If the first operationalized Raptor’s static fire tests go well, there are several possible routes the test program could take, all of which will end up with this engine and several others being tested and ultimately installed on the Starship hopper (Starhopper) prototype under construction roughly 500 miles (800 km) south of SpaceX’s Raptor test cell.

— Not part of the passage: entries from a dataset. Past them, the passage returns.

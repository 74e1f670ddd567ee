//! Tests for JSON command dispatch and the snapshot wire shape.
mod common;
use common::*;
use progressflow::prelude::*;
use serde_json::{Value, json};

fn run(editor: &mut Editor, command: Value) -> Result<CommandOutcome, EditError> {
    let command: EditCommand = serde_json::from_value(command).expect("valid command JSON");
    command.apply(editor)
}

#[test]
fn test_scripted_session() {
    let mut editor = create_editor();
    let script = json!([
        { "op": "dropNewNode", "kind": "startEnd", "position": { "x": 0, "y": 0 } },
        { "op": "dropNewNode", "kind": "selection", "position": { "x": 0, "y": 100 } },
        { "op": "proposeConnection", "source": "node_1", "target": "node_2" },
        { "op": "dropNewNode", "kind": "process", "position": { "x": 200, "y": 200 } },
        { "op": "proposeConnection", "source": "node_2", "target": "node_4", "sourceHandle": "true" }
    ]);
    let commands: Vec<EditCommand> = serde_json::from_value(script).unwrap();
    let outcomes: Vec<_> = commands
        .into_iter()
        .map(|c| c.apply(&mut editor).unwrap())
        .collect();

    assert_eq!(outcomes[0], CommandOutcome::NodeAdded("node_1".to_string()));
    assert_eq!(outcomes[2], CommandOutcome::EdgeAdded("node_1-node_2-3".to_string()));
    assert_eq!(outcomes[3], CommandOutcome::NodeAdded("node_4".to_string()));
    assert_eq!(
        editor.snapshot().slot("node_2", Handle::True).map(|n| n.id.as_str()),
        Some("node_4")
    );
}

#[test]
fn test_rejected_command_reports_reason() {
    let mut editor = create_editor_with(create_chain_graph());
    let err = run(&mut editor, json!({ "op": "proposeConnection", "source": "c", "target": "b" })).unwrap_err();
    assert_eq!(
        err,
        EditError::Rejected(ConnectionRejected::TargetOccupied {
            target: "b".to_string()
        })
    );
}

#[test]
fn test_selection_and_history_outcomes() {
    let mut editor = create_editor_with(create_chain_graph());
    assert_eq!(run(&mut editor, json!({ "op": "undo" })), Ok(CommandOutcome::Unchanged));
    assert_eq!(
        run(&mut editor, json!({ "op": "deleteSelection", "nodeIds": ["ghost"] })),
        Ok(CommandOutcome::Unchanged)
    );

    let outcome = run(&mut editor, json!({ "op": "deleteSelection", "nodeIds": ["b"] })).unwrap();
    let report = match outcome {
        CommandOutcome::Deleted(report) => report,
        other => panic!("expected a deletion report, got {:?}", other),
    };
    assert_eq!(report.removed_nodes, 1);
    assert_eq!(report.relinked.len(), 1);

    assert_eq!(run(&mut editor, json!({ "op": "undo" })), Ok(CommandOutcome::Applied));
    assert_eq!(run(&mut editor, json!({ "op": "redo" })), Ok(CommandOutcome::Applied));
    assert_eq!(run(&mut editor, json!({ "op": "redo" })), Ok(CommandOutcome::Unchanged));
}

#[test]
fn test_label_and_preset_commands() {
    let mut editor = create_editor();
    run(&mut editor, json!({ "op": "loadPreset", "name": "Hello World" })).unwrap();
    run(&mut editor, json!({ "op": "startEditing", "id": "node_print" })).unwrap();
    run(&mut editor, json!({ "op": "setLabel", "id": "node_print", "label": "Print \"Hi\"\nTwice" })).unwrap();
    run(&mut editor, json!({ "op": "stopEditing" })).unwrap();

    let node = editor.snapshot().find_node("node_print").unwrap();
    assert_eq!(node.label, "Print \"Hi\"\nTwice");
    assert!(!node.editing);

    run(&mut editor, json!({ "op": "clearAll" })).unwrap();
    assert!(editor.snapshot().is_empty());
}

#[test]
fn test_unknown_op_is_a_parse_error() {
    let result: Result<EditCommand, _> = serde_json::from_value(json!({ "op": "explode" }));
    assert!(result.is_err());
}

#[test]
fn test_snapshot_uses_surface_field_names() {
    let mut editor = create_editor_with(Preset::AgeCheck.graph());
    editor.start_editing("node_decision").unwrap();

    let value = serde_json::to_value(UiSnapshot::from(editor.snapshot())).unwrap();
    assert_eq!(value["startEndCount"], 2);

    let decision = value["nodes"]
        .as_array()
        .and_then(|nodes| nodes.iter().find(|n| n["id"] == "node_decision"))
        .unwrap();
    assert_eq!(decision["type"], "selection");
    assert_eq!(decision["data"]["label"], "age >= 18?");
    assert_eq!(decision["data"]["isCurrentlyEditing"], true);
    assert_eq!(decision["position"], json!({ "x": 0.0, "y": 200.0 }));

    let edge = value["edges"]
        .as_array()
        .and_then(|edges| edges.iter().find(|e| e["id"] == "edge_decision_minor"))
        .unwrap();
    assert_eq!(edge["sourceHandle"], "false");
    assert_eq!(edge["targetHandle"], Value::Null);
    assert_eq!(edge["type"], "orthogonal");
}
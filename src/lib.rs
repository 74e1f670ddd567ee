//! # progressflow - Flowchart Editing Core
//!
//! **progressflow** holds the editing logic of a drag-and-drop flowchart tool
//! used to teach sequence, selection and iteration. It is independent of any
//! UI framework: a rendering surface forwards user intent to the [`Editor`],
//! re-renders from the snapshot it returns, and asks the router how to draw
//! each edge.
//!
//! ## Core Workflow
//!
//! 1.  **Create an editor**: `Editor::new()`, or `Editor::builder()` to pick the
//!     id source and routing/drop tuning.
//! 2.  **Forward user intent**: drop shapes, propose connections, delete,
//!     undo/redo, or load one of the built-in presets. Each successful call is
//!     one undo step; rejected calls change nothing.
//! 3.  **Render**: read `editor.snapshot()` (or convert it to the
//!     [`ui::UiSnapshot`] JSON shape) and route every edge with
//!     [`routing::route_edge`].
//!
//! ## Quick Start
//!
//! ```rust
//! use progressflow::prelude::*;
//!
//! let mut editor = Editor::builder().with_ids(SequentialIds::new()).build();
//!
//! let start = editor.drop_new_node(NodeKind::StartEnd, Position::new(0.0, 0.0));
//! let end = editor.drop_new_node(NodeKind::StartEnd, Position::new(0.0, 200.0));
//! assert_eq!(editor.snapshot().find_node(&start).unwrap().label, "Start");
//! assert_eq!(editor.snapshot().find_node(&end).unwrap().label, "End");
//!
//! editor.propose_connection(&start, &end, None, None).unwrap();
//!
//! // A second flow out of the same handle is refused.
//! assert!(editor.propose_connection(&start, &end, None, None).is_err());
//!
//! let config = *editor.config();
//! let edge = &editor.snapshot().edges()[0];
//! let anchors = default_anchors(editor.snapshot(), edge, &config.drop).unwrap();
//! let path = route_edge(editor.snapshot(), edge, &anchors, &config.routing);
//! assert_eq!(path.to_svg_path(), "M50,40 L50,120 L50,120 L50,200");
//!
//! editor.undo();
//! assert!(editor.snapshot().edges().is_empty());
//! ```

pub mod config;
pub mod connection;
pub mod editor;
pub mod error;
pub mod graph;
pub mod history;
pub mod prelude;
pub mod preset;
pub mod routing;
pub mod ui;

pub use editor::Editor;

At @SpaceX Texas with engineering team getting ready to fire new Raptor rocket engine pic.twitter.com/ACFM8AtY8w
— Elon Musk (@elonmusk) February 3, 2019
Shortly after Musk revealed official photos of the first operationalized Raptor preparing for an inaugural static fire test at SpaceX’s McGregor, Texas facilities, the SpaceX and Tesla CEO’s private jet was seen landing at Waco, Texas around sunset. Although all SpaceX technical expertise needed for Raptor’s first ignition was probably already on site several days prior, Musk has been known to offer seats on his private planes to SpaceX and Tesla employees when a critical group is needed away from their normal base of operations. The best examples come from Tesla engineering expertise sometimes traveling between Fremont and Gigafactory 1 when needed, often to solve production holdups.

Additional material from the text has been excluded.